Show all lines from the listing below that contain "AnalyticalView".
Segment Start: PROVIDED DATA
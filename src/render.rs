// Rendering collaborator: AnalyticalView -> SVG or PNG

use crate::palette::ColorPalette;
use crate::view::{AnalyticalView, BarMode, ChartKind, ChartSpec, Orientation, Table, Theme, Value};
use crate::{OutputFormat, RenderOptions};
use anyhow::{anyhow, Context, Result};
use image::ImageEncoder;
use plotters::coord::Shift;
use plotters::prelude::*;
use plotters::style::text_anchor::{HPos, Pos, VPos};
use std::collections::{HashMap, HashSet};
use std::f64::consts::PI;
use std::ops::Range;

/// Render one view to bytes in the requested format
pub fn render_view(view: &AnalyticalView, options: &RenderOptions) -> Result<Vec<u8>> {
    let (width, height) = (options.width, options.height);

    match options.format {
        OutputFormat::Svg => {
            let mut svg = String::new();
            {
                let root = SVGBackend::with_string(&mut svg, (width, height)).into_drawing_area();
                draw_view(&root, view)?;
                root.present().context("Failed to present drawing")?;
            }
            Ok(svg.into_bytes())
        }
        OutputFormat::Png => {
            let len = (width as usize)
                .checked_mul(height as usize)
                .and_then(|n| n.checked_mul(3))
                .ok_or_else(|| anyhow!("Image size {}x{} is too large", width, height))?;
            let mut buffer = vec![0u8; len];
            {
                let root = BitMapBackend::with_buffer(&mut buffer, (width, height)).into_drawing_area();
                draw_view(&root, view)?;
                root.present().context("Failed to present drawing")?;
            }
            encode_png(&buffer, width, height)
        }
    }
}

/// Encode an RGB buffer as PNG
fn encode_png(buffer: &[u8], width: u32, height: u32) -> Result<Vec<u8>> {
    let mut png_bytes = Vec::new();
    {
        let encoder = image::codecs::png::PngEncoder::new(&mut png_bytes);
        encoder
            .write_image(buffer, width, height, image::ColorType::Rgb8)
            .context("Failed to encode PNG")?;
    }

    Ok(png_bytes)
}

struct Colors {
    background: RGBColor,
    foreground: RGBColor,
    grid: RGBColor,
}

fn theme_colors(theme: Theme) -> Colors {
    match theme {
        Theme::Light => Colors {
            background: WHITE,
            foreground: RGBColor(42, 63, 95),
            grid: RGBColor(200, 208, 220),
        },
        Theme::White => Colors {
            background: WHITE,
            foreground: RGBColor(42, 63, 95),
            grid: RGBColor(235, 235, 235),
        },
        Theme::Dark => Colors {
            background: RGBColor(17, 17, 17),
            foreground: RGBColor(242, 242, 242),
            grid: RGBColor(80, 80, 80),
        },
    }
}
Segment End: PROVIDED DATA
» **RESULT OF THIS EXERCISE**:
// Rendering collaborator: AnalyticalView -> SVG or PNG
use crate::view::{AnalyticalView, BarMode, ChartKind, ChartSpec, Orientation, Table, Theme, Value};
pub fn render_view(view: &AnalyticalView, options: &RenderOptions) -> Result<Vec<u8>> {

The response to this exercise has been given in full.